//! HTTP fetcher
//!
//! Fetches pages over HTTP/HTTPS with a per-request timeout, a crawler
//! user agent and a cap on the number of body bytes read.

use crate::client::FetchOptions;
use crate::error::FetchError;
use crate::fetchers::Fetcher;
use crate::urls::has_http_scheme;
use crate::DEFAULT_USER_AGENT;
use async_trait::async_trait;
use futures::StreamExt;
use reqwest::header::{HeaderValue, ACCEPT, USER_AGENT};
use tracing::{debug, warn};

/// HTTP fetcher
///
/// Holds one `reqwest::Client` so connection pools are shared across
/// requests; timeout and user agent are applied per request.
#[derive(Debug, Clone)]
pub struct HttpFetcher {
    client: reqwest::Client,
}

impl HttpFetcher {
    /// Create a fetcher with a default client
    ///
    /// Fails when the TLS backend or resolver cannot be initialised.
    pub fn new() -> Result<Self, FetchError> {
        let client = reqwest::Client::builder()
            .build()
            .map_err(FetchError::ClientBuildError)?;
        Ok(Self { client })
    }

    /// Create a fetcher around an existing client
    pub fn with_client(client: reqwest::Client) -> Self {
        Self { client }
    }
}

#[async_trait]
impl Fetcher for HttpFetcher {
    fn name(&self) -> &'static str {
        "http"
    }

    async fn fetch(&self, url: &str, options: &FetchOptions) -> Result<String, FetchError> {
        if !has_http_scheme(url) {
            return Err(FetchError::InvalidUrlScheme);
        }

        let user_agent = HeaderValue::from_str(&options.user_agent)
            .unwrap_or_else(|_| HeaderValue::from_static(DEFAULT_USER_AGENT));

        let response = self
            .client
            .get(url)
            .header(USER_AGENT, user_agent)
            .header(
                ACCEPT,
                HeaderValue::from_static("text/html, application/xhtml+xml, */*;q=0.8"),
            )
            .timeout(options.timeout)
            .send()
            .await
            .map_err(FetchError::from_reqwest)?;

        let status = response.status();
        debug!(url, status = status.as_u16(), "Fetched page");
        if !status.is_success() {
            return Err(FetchError::HttpStatus(status.as_u16()));
        }

        let body = read_body_capped(response, options.max_body_bytes).await?;
        Ok(String::from_utf8_lossy(&body).into_owned())
    }
}

/// Read the response body, keeping at most `max_bytes`
async fn read_body_capped(
    response: reqwest::Response,
    max_bytes: usize,
) -> Result<Vec<u8>, FetchError> {
    let mut body = Vec::new();
    let mut stream = response.bytes_stream();

    while let Some(chunk) = stream.next().await {
        let bytes = chunk.map_err(FetchError::from_reqwest)?;
        let remaining = max_bytes.saturating_sub(body.len());
        if bytes.len() > remaining {
            body.extend_from_slice(&bytes[..remaining]);
            warn!(max_bytes, "Body limit reached, dropping the rest of the page");
            break;
        }
        body.extend_from_slice(&bytes);
    }

    Ok(body)
}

● Your objective
Please reproduce each line above exactly as written.

● Output of the exercise
//! HTTP fetcher
//!
//! Fetches pages over HTTP/HTTPS with a per-request timeout, a crawler
//! user agent and a cap on the number of body bytes read.

use crate::client::FetchOptions;
use crate::error::FetchError;
use crate::fetchers::Fetcher;
use crate::urls::has_http_scheme;
use crate::DEFAULT_USER_AGENT;
use async_trait::async_trait;
use futures::StreamExt;
use reqwest::header::{HeaderValue, ACCEPT, USER_AGENT};
use tracing::{debug, warn};

/// HTTP fetcher
///
/// Holds one `reqwest::Client` so connection pools are shared across
/// requests; timeout and user agent are applied per request.
#[derive(Debug, Clone)]
pub struct HttpFetcher {
    client: reqwest::Client,
}

impl HttpFetcher {
    /// Create a fetcher with a default client
    ///
    /// Fails when the TLS backend or resolver cannot be initialised.
    pub fn new() -> Result<Self, FetchError> {
        let client = reqwest::Client::builder()
            .build()
            .map_err(FetchError::ClientBuildError)?;
        Ok(Self { client })
    }

    /// Create a fetcher around an existing client
    pub fn with_client(client: reqwest::Client) -> Self {
        Self { client }
    }
}

#[async_trait]
impl Fetcher for HttpFetcher {
    fn name(&self) -> &'static str {
        "http"
    }

    async fn fetch(&self, url: &str, options: &FetchOptions) -> Result<String, FetchError> {
        if !has_http_scheme(url) {
            return Err(FetchError::InvalidUrlScheme);
        }

        let user_agent = HeaderValue::from_str(&options.user_agent)
            .unwrap_or_else(|_| HeaderValue::from_static(DEFAULT_USER_AGENT));

        let response = self
            .client
            .get(url)
            .header(USER_AGENT, user_agent)
            .header(
                ACCEPT,
                HeaderValue::from_static("text/html, application/xhtml+xml, */*;q=0.8"),
            )
            .timeout(options.timeout)
            .send()
            .await
            .map_err(FetchError::from_reqwest)?;

        let status = response.status();
        debug!(url, status = status.as_u16(), "Fetched page");
        if !status.is_success() {
            return Err(FetchError::HttpStatus(status.as_u16()));
        }

        let body = read_body_capped(response, options.max_body_bytes).await?;
        Ok(String::from_utf8_lossy(&body).into_owned())
    }
}

/// Read the response body, keeping at most `max_bytes`
async fn read_body_capped(
    response: reqwest::Response,
    max_bytes: usize,
) -> Result<Vec<u8>, FetchError> {
    let mut body = Vec::new();
    let mut stream = response.bytes_stream();

    while let Some(chunk) = stream.next().await {
        let bytes = chunk.map_err(FetchError::from_reqwest)?;
        let remaining = max_bytes.saturating_sub(body.len());
        if bytes.len() > remaining {
            body.extend_from_slice(&bytes[..remaining]);
            warn!(max_bytes, "Body limit reached, dropping the rest of the page");
            break;
        }
        body.extend_from_slice(&bytes);
    }

    Ok(body)
}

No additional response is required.